Attualità Covid Sicilia

Zona arancione a Siracusa, Caltanissetta, Enna e altri 39 comuni

Da domenica prossima fino a mercoledì 19 gennaio: la lista completa

https://immagini.ragusanews.com//immagini_articoli/07-01-2022/zona-arancione-a-siracusa-caltanissetta-enna-e-altri-39-comuni-500.jpg Da domenica fino a mercoledì 19 gennaio: la lista completa

 Ragusa - In Sicilia ci sono altri 42 Comuni, tra cui 3 capoluoghi, dichiarati "zona arancione" da domenica 9 fino a mercoledì 19 gennaio compreso.
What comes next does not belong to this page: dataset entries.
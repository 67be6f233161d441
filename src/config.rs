//! Configuration loader for the `weather-sensorflow` service.
//!
//! This module centralizes all runtime configuration values and their defaults,
//! loading from environment variables (with optional `.env` file support
//! provided by the caller), so `env::var` calls stay out of the rest of the
//! codebase.
use std::{env, net::SocketAddr};

use anyhow::{anyhow, bail, Result};

/// Parse an optional integer environment variable with a default value.
macro_rules! parse_env_u32 {
    ($var_name:expr, $default:expr) => {
        env::var($var_name)
            .ok()
            .map(|v| v.parse::<u32>())
            .transpose()
            .map_err(|e| anyhow!("Invalid {}: {}", $var_name, e))?
            .unwrap_or($default)
    };
}

/// Parse a required string environment variable.
macro_rules! require_env {
    ($var_name:expr) => {
        env::var($var_name)
            .map_err(|_| anyhow!("{} must be set in .env or environment", $var_name))?
    };
}

const DEFAULT_BIND_ADDR: &str = "0.0.0.0:8080";

/// Where readings are persisted.
#[derive(Debug, Clone, PartialEq, Eq)]
pub enum StoreBackend {
    /// PostgreSQL through a `sqlx` connection pool.
    Postgres { db_url: String, db_pool_max: u32 },
    /// Process memory; contents are lost on exit.
    Memory,
}

/// Strongly typed application configuration.
///
/// All fields are immutable after loading, ensuring a consistent configuration
/// snapshot for the lifetime of the application.
#[derive(Debug, Clone)]
pub struct Config {
    // ---
    /// Reading store backend.
    pub store: StoreBackend,

    /// Address the HTTP server binds to.
    pub bind_addr: SocketAddr,
}

/// Load configuration from environment variables with defaults.
///
/// Optional:
/// - `READING_STORE` – `postgres` (default) or `memory`
/// - `DB_POOL_MAX` – max DB connections (default: 5)
/// - `BIND_ADDR` – listen address (default: `0.0.0.0:8080`)
///
/// Required when `READING_STORE=postgres`:
/// - `DATABASE_URL` – PostgreSQL connection string
///
/// Returns an error if any required variable is missing or invalid.
pub fn load_from_env() -> Result<Config> {
    // ---
    let store = match env::var("READING_STORE").as_deref() {
        Ok("postgres") | Err(_) => StoreBackend::Postgres {
            db_url: require_env!("DATABASE_URL"),
            db_pool_max: parse_env_u32!("DB_POOL_MAX", 5),
        },
        Ok("memory") => StoreBackend::Memory,
        Ok(other) => bail!("Invalid READING_STORE: {other} (expected postgres or memory)"),
    };

    let bind_addr = env::var("BIND_ADDR")
        .unwrap_or_else(|_| DEFAULT_BIND_ADDR.to_string())
        .parse::<SocketAddr>()
        .map_err(|e| anyhow!("Invalid BIND_ADDR: {}", e))?;

    Ok(Config { store, bind_addr })
}

/// Replace the password of a connection URL with `****`.
fn mask_db_url(db_url: &str) -> String {
    // ---
    if let Some(at_pos) = db_url.rfind('@') {
        if let Some(colon_pos) = db_url[..at_pos].rfind(':') {
            return format!("{}:****{}", &db_url[..colon_pos], &db_url[at_pos..]);
        }
    }
    db_url.to_string()
}

impl Config {
    /// Log the loaded configuration, masking the database password.
    pub fn log_config(&self) {
        // ---
        tracing::info!("Configuration loaded:");
        match &self.store {
            StoreBackend::Postgres {
                db_url,
                db_pool_max,
            } => {
                tracing::info!("  READING_STORE  : postgres");
                tracing::info!("  DATABASE_URL   : {}", mask_db_url(db_url));
                tracing::info!("  DB_POOL_MAX    : {}", db_pool_max);
            }
            StoreBackend::Memory => tracing::info!("  READING_STORE  : memory"),
        }
        tracing::info!("  BIND_ADDR      : {}", self.bind_addr);
    }
}
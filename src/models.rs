//! Data models for the weather sensor service.
//!
//! Stored readings, the projected views derived from them, and the per-sensor
//! aggregation records returned by the query engine.

use std::fmt;

use chrono::{DateTime, Utc};
use serde::{Deserialize, Serialize};

// ---

/// Opaque sensor identifier.
#[derive(Debug, Clone, PartialEq, Eq, Hash, PartialOrd, Ord, Serialize, Deserialize, sqlx::Type)]
#[serde(transparent)]
#[sqlx(transparent)]
pub struct SensorId(String);

impl SensorId {
    pub fn new(id: impl Into<String>) -> Self {
        Self(id.into())
    }

    pub fn as_str(&self) -> &str {
        &self.0
    }
}

impl fmt::Display for SensorId {
    fn fmt(&self, f: &mut fmt::Formatter<'_>) -> fmt::Result {
        f.write_str(&self.0)
    }
}

impl From<&str> for SensorId {
    fn from(id: &str) -> Self {
        Self::new(id)
    }
}

impl From<String> for SensorId {
    fn from(id: String) -> Self {
        Self(id)
    }
}

/// Reading as submitted by a client. Every field is optional on the wire;
/// `validation::validate_for_save` decides whether it may be stored.
#[derive(Debug, Clone, Default, Deserialize)]
pub struct NewReading {
    // ---
    pub sensor_id: Option<SensorId>,
    pub temperature: Option<f64>,
    pub humidity: Option<f64>,
    pub wind_speed: Option<f64>,
}

/// Validated reading stamped with its server-side ingestion time, ready to be
/// handed to a [`ReadingStore`](crate::store::ReadingStore).
#[derive(Debug, Clone, PartialEq)]
pub struct PendingReading {
    // ---
    pub sensor_id: SensorId,
    pub timestamp: DateTime<Utc>,
    pub temperature: f64,
    pub humidity: f64,
    pub wind_speed: f64,
}

/// Stored sensor reading.
#[derive(Debug, Clone, PartialEq, Serialize, sqlx::FromRow)]
pub struct Reading {
    // ---
    pub id: i64,
    pub sensor_id: SensorId,
    pub timestamp: DateTime<Utc>,
    #[serde(skip_serializing_if = "Option::is_none")]
    pub temperature: Option<f64>,
    #[serde(skip_serializing_if = "Option::is_none")]
    pub humidity: Option<f64>,
    #[serde(skip_serializing_if = "Option::is_none")]
    pub wind_speed: Option<f64>,
}

impl Reading {
    /// Build the stored form of a pending reading once the store has assigned
    /// its identifier.
    pub fn from_pending(id: i64, pending: PendingReading) -> Self {
        // ---
        Reading {
            id,
            sensor_id: pending.sensor_id,
            timestamp: pending.timestamp,
            temperature: Some(pending.temperature),
            humidity: Some(pending.humidity),
            wind_speed: Some(pending.wind_speed),
        }
    }

    pub fn metric(&self, metric: Metric) -> Option<f64> {
        match metric {
            Metric::Temperature => self.temperature,
            Metric::Humidity => self.humidity,
            Metric::WindSpeed => self.wind_speed,
        }
    }
}

/// The three measured quantities of a reading.
#[derive(Debug, Clone, Copy, PartialEq, Eq)]
pub enum Metric {
    Temperature,
    Humidity,
    WindSpeed,
}

impl Metric {
    pub const ALL: [Metric; 3] = [Metric::Temperature, Metric::Humidity, Metric::WindSpeed];

    pub fn name(self) -> &'static str {
        match self {
            Metric::Temperature => "temperature",
            Metric::Humidity => "humidity",
            Metric::WindSpeed => "wind_speed",
        }
    }
}

/// Which metrics a caller asked for.
#[derive(Debug, Clone, Copy, Default, PartialEq, Eq)]
pub struct MetricSelection {
    // ---
    pub temperature: bool,
    pub humidity: bool,
    pub wind: bool,
}

impl MetricSelection {
    pub fn new(temperature: bool, humidity: bool, wind: bool) -> Self {
        Self {
            temperature,
            humidity,
            wind,
        }
    }

    pub fn all() -> Self {
        Self::new(true, true, true)
    }

    pub fn wants(&self, metric: Metric) -> bool {
        match metric {
            Metric::Temperature => self.temperature,
            Metric::Humidity => self.humidity,
            Metric::WindSpeed => self.wind,
        }
    }

    /// Requested metrics in their canonical order.
    pub fn requested(&self) -> impl Iterator<Item = Metric> + '_ {
        Metric::ALL.into_iter().filter(|m| self.wants(*m))
    }
}

/// Read-only view of a [`Reading`] exposing only the requested metrics.
#[derive(Debug, Clone, PartialEq, Serialize)]
pub struct ProjectedReading {
    // ---
    pub id: i64,
    pub sensor_id: SensorId,
    pub timestamp: DateTime<Utc>,
    #[serde(skip_serializing_if = "Option::is_none")]
    pub temperature: Option<f64>,
    #[serde(skip_serializing_if = "Option::is_none")]
    pub humidity: Option<f64>,
    #[serde(skip_serializing_if = "Option::is_none")]
    pub wind_speed: Option<f64>,
}

/// Normalized, inclusive time range. Construct through
/// [`validation::normalize_range`](crate::validation::normalize_range).
#[derive(Debug, Clone, Copy, PartialEq, Eq)]
pub struct TimeRange {
    pub start: DateTime<Utc>,
    pub end: DateTime<Utc>,
}

impl TimeRange {
    pub fn contains(&self, ts: DateTime<Utc>) -> bool {
        self.start <= ts && ts <= self.end
    }
}

/// Statistic computed for one sensor over one time range.
#[derive(Debug, Clone, PartialEq, Serialize)]
pub struct AggregationResult {
    // ---
    pub sensor_id: SensorId,
    pub statistic: String,
    pub start: DateTime<Utc>,
    pub end: DateTime<Utc>,
    #[serde(skip_serializing_if = "Option::is_none")]
    pub temperature: Option<f64>,
    #[serde(skip_serializing_if = "Option::is_none")]
    pub humidity: Option<f64>,
    #[serde(skip_serializing_if = "Option::is_none")]
    pub wind_speed: Option<f64>,
}

impl AggregationResult {
    pub fn new(sensor_id: SensorId, statistic: &str, range: TimeRange) -> Self {
        // ---
        AggregationResult {
            sensor_id,
            statistic: statistic.to_string(),
            start: range.start,
            end: range.end,
            temperature: None,
            humidity: None,
            wind_speed: None,
        }
    }

    pub fn set(&mut self, metric: Metric, value: f64) {
        match metric {
            Metric::Temperature => self.temperature = Some(value),
            Metric::Humidity => self.humidity = Some(value),
            Metric::WindSpeed => self.wind_speed = Some(value),
        }
    }
}

#[cfg(test)]
mod tests {
    // ---
    use super::*;
    use chrono::TimeZone;

    fn create_test_reading() -> Reading {
        // ---
        Reading {
            id: 7,
            sensor_id: SensorId::from("11"),
            timestamp: Utc.with_ymd_and_hms(2025, 3, 26, 18, 45, 0).unwrap(),
            temperature: Some(0.0),
            humidity: None,
            wind_speed: Some(12.5),
        }
    }

    #[test]
    fn test_absent_metrics_are_omitted_from_json() {
        // ---
        let json = serde_json::to_value(create_test_reading()).unwrap();

        assert_eq!(json["sensor_id"], "11");
        assert_eq!(json["temperature"], 0.0);
        assert_eq!(json["wind_speed"], 12.5);
        assert!(json.get("humidity").is_none());
    }

    #[test]
    fn test_new_reading_accepts_partial_payload() {
        // ---
        let raw: NewReading =
            serde_json::from_str(r#"{"sensor_id":"11","humidity":-4.0}"#).unwrap();

        assert_eq!(raw.sensor_id, Some(SensorId::from("11")));
        assert_eq!(raw.humidity, Some(-4.0));
        assert!(raw.temperature.is_none());
        assert!(raw.wind_speed.is_none());
    }

    #[test]
    fn test_metric_selection_order() {
        // ---
        let selection = MetricSelection::new(true, false, true);
        let requested: Vec<Metric> = selection.requested().collect();

        assert_eq!(requested, vec![Metric::Temperature, Metric::WindSpeed]);
        assert_eq!(MetricSelection::default().requested().count(), 0);
    }

    #[test]
    fn test_aggregation_result_starts_empty() {
        // ---
        let range = TimeRange {
            start: DateTime::<Utc>::UNIX_EPOCH,
            end: Utc.with_ymd_and_hms(2025, 1, 1, 0, 0, 0).unwrap(),
        };
        let mut result = AggregationResult::new(SensorId::from("11"), "AVG", range);
        result.set(Metric::WindSpeed, 3.0);

        assert_eq!(result.statistic, "AVG");
        assert_eq!(result.temperature, None);
        assert_eq!(result.humidity, None);
        assert_eq!(result.wind_speed, Some(3.0));
    }
}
Lo prevede l'ordinanza firmata oggi pomeriggio dal presidente della Regione Nello Musumeci, su proposta del dipartimento regionale Asoe, per contenere i contagi da Coronavirus. Le misure restrittive anti-Covid saranno in vigore nei seguenti territori.
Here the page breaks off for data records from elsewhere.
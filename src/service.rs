//! Query and aggregation orchestrator.
//!
//! [`SensorService`] composes validation, the reading store, projection and
//! the statistics engine. It holds no mutable state of its own: every
//! operation is a function of its inputs and the store's current contents.
//! Empty results are always reported as [`SensorError::NotFound`].

use std::sync::Arc;

use chrono::{DateTime, Utc};
use tracing::{debug, info, warn};

use crate::error::{Result, SensorError};
use crate::models::{
    AggregationResult, MetricSelection, NewReading, ProjectedReading, Reading, SensorId, TimeRange,
};
use crate::projection::project;
use crate::stats::calculate;
use crate::store::ReadingStore;
use crate::validation::{normalize_range_at, validate_for_save};

/// Source of "now" for ingestion timestamps and open range ends.
pub type Clock = Arc<dyn Fn() -> DateTime<Utc> + Send + Sync>;

// ---

#[derive(Clone)]
pub struct SensorService {
    store: Arc<dyn ReadingStore>,
    clock: Clock,
}

impl SensorService {
    pub fn new(store: Arc<dyn ReadingStore>) -> Self {
        Self::with_clock(store, Arc::new(Utc::now))
    }

    pub fn with_clock(store: Arc<dyn ReadingStore>, clock: Clock) -> Self {
        Self { store, clock }
    }

    fn range(&self, start: Option<DateTime<Utc>>, end: Option<DateTime<Utc>>) -> Result<TimeRange> {
        normalize_range_at(start, end, (self.clock)())
    }

    /// Validate and store a new reading, stamping it with the server time.
    pub async fn save_reading(&self, reading: NewReading) -> Result<Reading> {
        // ---
        let pending = validate_for_save(&reading, (self.clock)())?;
        let sensor_id = pending.sensor_id.clone();

        let stored = self.store.save(pending).await.map_err(|e| {
            warn!("Store rejected reading for sensor {}: {}", sensor_id, e);
            SensorError::Save {
                sensor_id: Some(sensor_id.clone()),
                reason: e.to_string(),
            }
        })?;

        info!("Saved reading {} for sensor {}", stored.id, stored.sensor_id);
        Ok(stored)
    }

    pub async fn get_all_readings(&self) -> Result<Vec<Reading>> {
        // ---
        let readings = self.store.find_all().await?;
        non_empty(readings, || "no sensor readings in database".to_string())
    }

    pub async fn get_readings_for_sensor(&self, sensor_id: &SensorId) -> Result<Vec<Reading>> {
        // ---
        let readings = self.store.find_by_sensor_id(sensor_id).await?;
        non_empty(readings, || format!("no readings for sensor {sensor_id}"))
    }

    pub async fn get_metrics_for_sensor(
        &self,
        sensor_id: &SensorId,
        selection: MetricSelection,
    ) -> Result<Vec<ProjectedReading>> {
        // ---
        let readings = self.get_readings_for_sensor(sensor_id).await?;
        project(&readings, selection)
    }

    pub async fn get_readings_in_range(
        &self,
        sensor_id: &SensorId,
        start: Option<DateTime<Utc>>,
        end: Option<DateTime<Utc>>,
    ) -> Result<Vec<Reading>> {
        // ---
        let range = self.range(start, end)?;
        self.fetch_in_range(sensor_id, range).await
    }

    /// Readings of several sensors in one inclusive range, ordered by timestamp.
    pub async fn get_readings_for_sensors_in_range(
        &self,
        sensor_ids: &[SensorId],
        start: Option<DateTime<Utc>>,
        end: Option<DateTime<Utc>>,
    ) -> Result<Vec<Reading>> {
        // ---
        let range = self.range(start, end)?;
        let readings = self
            .store
            .find_by_sensor_ids_and_timestamp_between(sensor_ids, range.start, range.end)
            .await?;

        non_empty(readings, || {
            let ids: Vec<&str> = sensor_ids.iter().map(SensorId::as_str).collect();
            format!(
                "no readings for sensors [{}] between {} and {}",
                ids.join(", "),
                range.start,
                range.end
            )
        })
    }

    pub async fn get_metrics_in_range(
        &self,
        sensor_id: &SensorId,
        selection: MetricSelection,
        start: Option<DateTime<Utc>>,
        end: Option<DateTime<Utc>>,
    ) -> Result<Vec<ProjectedReading>> {
        // ---
        let readings = self.get_readings_in_range(sensor_id, start, end).await?;
        project(&readings, selection)
    }

    /// Compute `statistic` over each requested metric, one result per sensor in
    /// input order.
    ///
    /// Sensors are processed sequentially and the first failure aborts the
    /// call: later sensors are never fetched and no partial results are
    /// returned.
    pub async fn aggregate(
        &self,
        sensor_ids: &[SensorId],
        selection: MetricSelection,
        start: Option<DateTime<Utc>>,
        end: Option<DateTime<Utc>>,
        statistic: &str,
    ) -> Result<Vec<AggregationResult>> {
        // ---
        let range = self.range(start, end)?;
        debug!(
            "Aggregating {} over {} sensor(s) between {} and {}",
            statistic,
            sensor_ids.len(),
            range.start,
            range.end
        );

        let mut results = Vec::with_capacity(sensor_ids.len());
        for sensor_id in sensor_ids {
            let readings = self.fetch_in_range(sensor_id, range).await?;
            let mut result = AggregationResult::new(sensor_id.clone(), statistic, range);

            for metric in selection.requested() {
                let values: Vec<f64> = readings.iter().filter_map(|r| r.metric(metric)).collect();
                let value = calculate(&values, statistic).map_err(|source| {
                    SensorError::Aggregation {
                        sensor_id: sensor_id.clone(),
                        statistic: statistic.to_string(),
                        source,
                    }
                })?;
                result.set(metric, value);
            }

            results.push(result);
        }

        info!("Aggregation complete, returning {} result(s)", results.len());
        Ok(results)
    }

    async fn fetch_in_range(&self, sensor_id: &SensorId, range: TimeRange) -> Result<Vec<Reading>> {
        // ---
        let readings = self
            .store
            .find_by_sensor_id_and_timestamp_between(sensor_id, range.start, range.end)
            .await?;

        non_empty(readings, || {
            format!(
                "no readings for sensor {} between {} and {}",
                sensor_id, range.start, range.end
            )
        })
    }
}

fn non_empty<F>(readings: Vec<Reading>, describe: F) -> Result<Vec<Reading>>
where
    F: FnOnce() -> String,
{
    if readings.is_empty() {
        let msg = describe();
        debug!("Empty result: {}", msg);
        return Err(SensorError::NotFound(msg));
    }
    Ok(readings)
}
Nella provincia di Siracusa: il capoluogo Siracusa e Augusta, Avola, Canicattini Bagni, Carlentini, Floridia, Francofonte, Lentini, Melilli, Noto, Pachino, Palazzolo Acreide, Portopalo di Capo Passero, Priolo Gargallo, Rosolini, Siracusa, Solarino, Sortino.
Nella provincia di Caltanissetta: il capoluogo Caltanissetta e Gela.
Nella provincia di Enna: il capoluogo Enna e Agira, Aidone, Assoro, Barrafranca, Calascibetta, Catenanuova, Centuripe, Cerami, Gagliano Castelferrato, Leonforte, Nicosia, Nissoria, Piazza Armerina, Pietraperzia, Regalbuto, Sperlinga, Troina, Valguarnera Caropepe e Villarosa.
Nella provincia di Agrigento: Canicattì e Palma di Montechiaro.
Nella provincia di Messina: Capizzi. 

La "zona arancione" è attualmente in vigore fino al 12 gennaio anche in altri 4 Comuni: Caronia e Santa Lucia del Mela nel Messinese; Ribera nell'Agrigentino; Gravina nel Catanese. Salvo per il momento il Ragusano, unica provincia a non avere macchie arancioni a insieme a quelle di Palermo e Trapani. L'ordinanza ha inoltre disposto che, esclusivamente nei territori dichiarati "zona rossa" o "arancione" e in circostanze di eccezionale e straordinaria necessità, il sindaco può adottare provvedimenti di sospensione, totale o parziale, delle attività didattiche, con conseguente adozione della didattica a distanza (Dad), secondo i protocolli in vigore, per un periodo non superiore a 10 giorni.